In school we are taught that the North Korean dictator was a god, and could hear our thoughts. If we even dared to think against him, he would know and would punish us. At the age of eight, I witnessed my uncle being publicly executed for possessing and watching South Korean adventure and pornographic films. That day, they mercilessly beat my father as they felt that my uncle would have shown it to him as well. My village was constantly oppressed by the military. Being close to the border between North Korea and China, there would always be military officials in the village. They were plunderers. They raped the woman and girls in the village and beat the men. Women are constantly oppressed in North Korea. According to the regime, women are only there for two reasons, to cook food for the family and to give pleasure to the men who work hard. They targeted my mother. Once she was raped by three men, and my father could not do anything as they would kill him if he did.

I can still hear her screams in my mind, and remember my father sitting in the corner of the room, crying. My father was our only source of income, who worked as a farmer. In North Korea, only men can work and they can only have two jobs. They have to be government officials or farmers. Women have to stay at home as they are considered ‘two weak’ to do any other form of work.

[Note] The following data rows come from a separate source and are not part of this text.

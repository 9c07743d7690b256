//! Site configuration (_config.yml)

use anyhow::Result;
use serde::{Deserialize, Serialize};
use std::collections::HashMap;
use std::fs;
use std::path::Path;

/// Main site configuration
#[derive(Debug, Clone, Serialize, Deserialize)]
#[serde(default)]
pub struct SiteConfig {
    // Site
    pub title: String,
    pub author: String,
    pub tagline: String,
    pub description: String,
    /// Feed language code
    pub language: String,

    // URL
    pub url: String,

    // Directory
    /// Output directory for generated pages, also the URL path segment
    pub blog_dir: String,
    /// Source directory scanned for markdown posts
    pub posts_dir: String,

    // Writing
    pub page_ext: String,

    // Theme
    pub profile_image: String,
    /// Open Graph image used when a post does not set one
    pub default_og_image: String,
    /// Number of entries in the sidebar recent-posts list
    pub recent_posts: usize,

    // Code highlighting
    pub highlight_theme: String,
    pub highlight_line_numbers: bool,

    // Store any additional fields
    #[serde(flatten)]
    pub extra: HashMap<String, serde_yaml::Value>,
}

impl Default for SiteConfig {
    fn default() -> Self {
        Self {
            title: "My Blog".to_string(),
            author: "John Doe".to_string(),
            tagline: "Software Engineer".to_string(),
            description: "Latest articles and insights from my software engineering journey"
                .to_string(),
            language: "en-US".to_string(),

            url: "https://example.com".to_string(),

            blog_dir: "blog".to_string(),
            posts_dir: "blog/posts".to_string(),

            page_ext: "html".to_string(),

            profile_image: "profile.jpg".to_string(),
            default_og_image: "https://example.com/profile.jpg".to_string(),
            recent_posts: 5,

            highlight_theme: "base16-ocean.dark".to_string(),
            highlight_line_numbers: true,

            extra: HashMap::new(),
        }
    }
}

impl SiteConfig {
    /// Load configuration from a file
    pub fn load<P: AsRef<Path>>(path: P) -> Result<Self> {
        let content = fs::read_to_string(path.as_ref())?;
        let config: SiteConfig = serde_yaml::from_str(&content)?;
        Ok(config)
    }
}
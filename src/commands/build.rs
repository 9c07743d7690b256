//! Build the static site

use anyhow::{Context, Result};
use chrono::Local;
use std::fs;

use crate::content::ContentLoader;
use crate::generator::Generator;
use crate::Blog;

/// Run a full build
pub fn run(blog: &Blog) -> Result<()> {
    let start = std::time::Instant::now();

    fs::create_dir_all(&blog.output_dir)
        .with_context(|| format!("Failed to create output dir {:?}", blog.output_dir))?;

    let loader = ContentLoader::new(blog);

    tracing::info!("Loading blog posts...");
    let mut posts = loader.load_posts()?;
    tracing::info!("Loaded {} blog posts", posts.len());

    if posts.is_empty() {
        tracing::info!("No blog posts found. Creating a sample post...");
        write_sample_post(blog)?;
        posts = loader.load_posts()?;
    }

    let generator = Generator::new(blog)?;

    tracing::info!("Generating blog index page...");
    generator.generate_index(&posts)?;

    tracing::info!("Generating individual blog posts...");
    generator.generate_posts(&posts)?;

    tracing::info!("Generating sitemap...");
    generator.generate_sitemap(&posts)?;

    tracing::info!("Generating RSS feed...");
    generator.generate_rss(&posts)?;

    tracing::info!("Generating robots.txt...");
    generator.generate_robots()?;

    let duration = start.elapsed();
    tracing::info!(
        "Generated {} posts in {:.2}s",
        posts.len(),
        duration.as_secs_f64()
    );

    Ok(())
}

/// Write the fallback sample post into the posts directory
fn write_sample_post(blog: &Blog) -> Result<()> {
    fs::create_dir_all(&blog.posts_dir)
        .with_context(|| format!("Failed to create posts dir {:?}", blog.posts_dir))?;
    let path = blog.posts_dir.join("welcome.md");
    fs::write(&path, sample_post(&Local::now().to_rfc3339()))
        .with_context(|| format!("Failed to write sample post {:?}", path))?;
    Ok(())
}

fn sample_post(date: &str) -> String {
    format!(
        r#"---
title: "Welcome to My Blog"
date: "{date}"
description: "Welcome to my personal blog where I share my experiences and insights about software engineering."
tags: ["blog", "welcome"]
---

# Welcome to My Blog

Hello and welcome to my personal blog! This is the place where I'll be sharing my thoughts, experiences, and insights about software engineering, backend development, DevOps, and more.

## What to Expect

In this blog, you'll find articles about:

- Software engineering best practices
- Backend development techniques
- DevOps and infrastructure topics
- Cloud technologies and services
- Personal projects and learnings
- Tutorials and guides

Stay tuned for more content coming soon!
"#
    )
}
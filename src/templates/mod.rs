//! Built-in blog theme rendered with Tera
//!
//! Both templates are embedded in the binary. Rendering goes through
//! typed context structs, so a missing value is a render error rather
//! than a leftover marker in the output.

use anyhow::Result;
use serde::Serialize;
use tera::{Context, Tera};

/// Template renderer with the embedded theme
pub struct TemplateRenderer {
    tera: Tera,
}

impl TemplateRenderer {
    /// Create a new renderer with the theme templates loaded
    pub fn new() -> Result<Self> {
        let mut tera = Tera::default();

        // Post bodies are already HTML; escaping happens upstream
        tera.autoescape_on(vec![]);

        tera.add_raw_templates(vec![
            ("post.html", include_str!("theme/post.html")),
            ("index.html", include_str!("theme/index.html")),
        ])?;

        Ok(Self { tera })
    }

    /// Render a single post page
    pub fn render_post(&self, page: &PostPage) -> Result<String> {
        let mut context = Context::new();
        context.insert("site", &page.site);
        context.insert("post", &page.post);
        context.insert("recent", &page.recent);
        context.insert("categories", &page.categories);
        context.insert("prev_post", &page.prev);
        context.insert("next_post", &page.next);
        Ok(self.tera.render("post.html", &context)?)
    }

    /// Render the blog index page
    pub fn render_index(&self, page: &IndexPage) -> Result<String> {
        let mut context = Context::new();
        context.insert("site", &page.site);
        context.insert("posts", &page.posts);
        context.insert("categories", &page.categories);
        Ok(self.tera.render("index.html", &context)?)
    }
}

/// Site-wide template values
#[derive(Debug, Clone, Serialize)]
pub struct SiteContext {
    pub title: String,
    pub author: String,
    pub tagline: String,
    pub description: String,
    pub url: String,
    pub index_url: String,
    pub og_image: String,
    pub profile_image: String,
}

/// Values for a single rendered post
#[derive(Debug, Clone, Serialize)]
pub struct PostContext {
    pub title: String,
    pub description: String,
    pub content: String,
    pub slug: String,
    pub url: String,
    pub og_image: String,
    pub date: String,
    pub tags: Vec<String>,
}

/// Previous/next navigation target
#[derive(Debug, Clone, Serialize)]
pub struct NavPost {
    pub title: String,
    pub href: String,
}

/// Sidebar recent-post entry
#[derive(Debug, Clone, Serialize)]
pub struct RecentPost {
    pub title: String,
    pub href: String,
    pub date: String,
}

/// Index page summary card
#[derive(Debug, Clone, Serialize)]
pub struct PostCard {
    pub title: String,
    pub href: String,
    pub date: String,
    pub description: String,
    pub tags: Vec<String>,
}

/// Full context for a post page
#[derive(Debug, Clone, Serialize)]
pub struct PostPage {
    pub site: SiteContext,
    pub post: PostContext,
    pub recent: Vec<RecentPost>,
    pub categories: Vec<String>,
    pub prev: Option<NavPost>,
    pub next: Option<NavPost>,
}

/// Full context for the index page
#[derive(Debug, Clone, Serialize)]
pub struct IndexPage {
    pub site: SiteContext,
    pub posts: Vec<PostCard>,
    pub categories: Vec<String>,
}
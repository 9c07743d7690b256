//! RSS feed generation
//!
//! Builds an RSS 2.0 feed of the most recent posts.

use anyhow::{anyhow, Context, Result};
use chrono::Local;
use rss::validation::Validate;
use rss::{ChannelBuilder, GuidBuilder, ItemBuilder};
use std::fs;

use crate::config::SiteConfig;
use crate::content::Post;
use crate::helpers::{blog_root, post_url};
use crate::Blog;

/// Hard cap on feed items, most recent first
const RSS_ITEM_LIMIT: usize = 10;

/// Build and write rss.xml into the blog directory
pub fn build_rss(blog: &Blog, posts: &[Post]) -> Result<()> {
    let xml = feed_xml(&blog.config, posts)?;
    let path = blog.output_dir.join("rss.xml");
    fs::write(&path, xml)
        .with_context(|| format!("Failed to write RSS feed to {:?}", path))?;
    tracing::info!("Generated rss.xml");
    Ok(())
}

/// Render the feed to an XML string
fn feed_xml(config: &SiteConfig, posts: &[Post]) -> Result<String> {
    let now = Local::now().to_rfc2822();

    let items: Vec<rss::Item> = posts
        .iter()
        .take(RSS_ITEM_LIMIT)
        .map(|post| post_to_item(config, post))
        .collect();

    let channel = ChannelBuilder::default()
        .title(config.title.clone())
        .description(config.description.clone())
        .link(blog_root(config))
        .language(config.language.clone())
        .pub_date(now.clone())
        .last_build_date(now)
        .items(items)
        .build();

    channel
        .validate()
        .map_err(|e| anyhow!("RSS validation failed: {e}"))?;
    Ok(channel.to_string())
}

/// Convert a post into a feed item
fn post_to_item(config: &SiteConfig, post: &Post) -> rss::Item {
    let link = post_url(config, &post.slug);
    ItemBuilder::default()
        .title(post.title.clone())
        .description(post.description.clone())
        .link(link.clone())
        .guid(GuidBuilder::default().permalink(true).value(link).build())
        .pub_date(post.date.to_rfc2822())
        .build()
}

#[cfg(test)]
mod tests {
    use super::*;
    use chrono::TimeZone;
    use indexmap::IndexMap;
    use std::path::PathBuf;

    fn make_post(slug: &str, day: u32) -> Post {
        Post {
            slug: slug.to_string(),
            source: PathBuf::from(format!("{}.md", slug)),
            title: format!("Title of {}", slug),
            date: chrono::Local.with_ymd_and_hms(2024, 3, day, 9, 0, 0).unwrap(),
            description: format!("Summary of {}", slug),
            tags: Vec::new(),
            image: None,
            content: String::new(),
            raw: String::new(),
            extra: IndexMap::new(),
        }
    }

    // Newest first, like the loader produces
    fn collection(n: u32) -> Vec<Post> {
        (1..=n).rev().map(|day| make_post(&format!("post-{}", day), day)).collect()
    }

    #[test]
    fn test_item_fields() {
        let config = SiteConfig::default();
        let item = post_to_item(&config, &make_post("hello", 5));

        assert_eq!(item.title(), Some("Title of hello"));
        assert_eq!(item.description(), Some("Summary of hello"));
        assert_eq!(item.link(), Some("https://example.com/blog/hello.html"));

        let guid = item.guid().unwrap();
        assert!(guid.is_permalink());
        assert_eq!(guid.value(), "https://example.com/blog/hello.html");

        // RFC 2822 style publication date
        assert!(item.pub_date().unwrap().contains("Mar 2024"));
    }

    #[test]
    fn test_channel_metadata() {
        let config = SiteConfig::default();
        let xml = feed_xml(&config, &collection(2)).unwrap();

        assert!(xml.contains("<rss version=\"2.0\""));
        assert!(xml.contains(&format!("<title>{}</title>", config.title)));
        assert!(xml.contains("<link>https://example.com/blog/</link>"));
        assert!(xml.contains("<language>en-US</language>"));
        assert!(xml.contains("<lastBuildDate>"));
    }

    #[test]
    fn test_item_cap_at_ten() {
        let config = SiteConfig::default();
        let posts = collection(12);
        let xml = feed_xml(&config, &posts).unwrap();

        assert_eq!(xml.matches("<item>").count(), 10);
        // The ten most recent survive; the two oldest are dropped
        assert!(xml.contains("Title of post-12"));
        assert!(xml.contains("Title of post-3"));
        assert!(!xml.contains("Title of post-2</title>"));
        assert!(!xml.contains("Title of post-1</title>"));
    }

    #[test]
    fn test_empty_collection_validates() {
        let config = SiteConfig::default();
        let xml = feed_xml(&config, &[]).unwrap();
        assert!(xml.contains("<channel>"));
        assert!(!xml.contains("<item>"));
    }
}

Our village had a constant draught. Whatever crops we could grow, the government would come and take them all, for little to no money at all. My father used to hide some food and money in a small pit in the ground, near the small land he worked in. In 1994, my some officials and policemen came to my home, and started to beat my father with batons metal rods. They whipped him with their belts, and did not stop- even when he was bleeding and bruised all over. They then dragged his motionless body out of our house, after which I never saw him again. My mother wept and screamed for him, but the men did not stop. They offered us no explanation, and I never saw my father again. I was thirteen at the time, and With my father gone, my mother decided that it was time to leave the country, even if we meant being executed if we were caught. In November 1994 my mother, sister and I left our village in the middle of the night, in search for freedom, for a new life. Even after we escaped the country, we were not free. We were constantly in hiding as we feared being deported to North Korea. We were ready to kill ourselves to avoid going back. My sister was raped by a Chinese government official, in return he promised not to report us to government authorities who would deport us. We lived in China for three years, where my mother did odds and ends of jobs. My mother finally earned enough money and we paid human traffickers to take us to Russia, where my family lives today.

I have a lovely husband and a beautiful daughter. Yes, I am also homosexual. Being homosexual is considered a ‘disease’ or a ‘disorder’ and people found to be so are punished by sending them to training camps. But most of the people live in such consternation that they do not have freedom to even think about their sexuality or express it.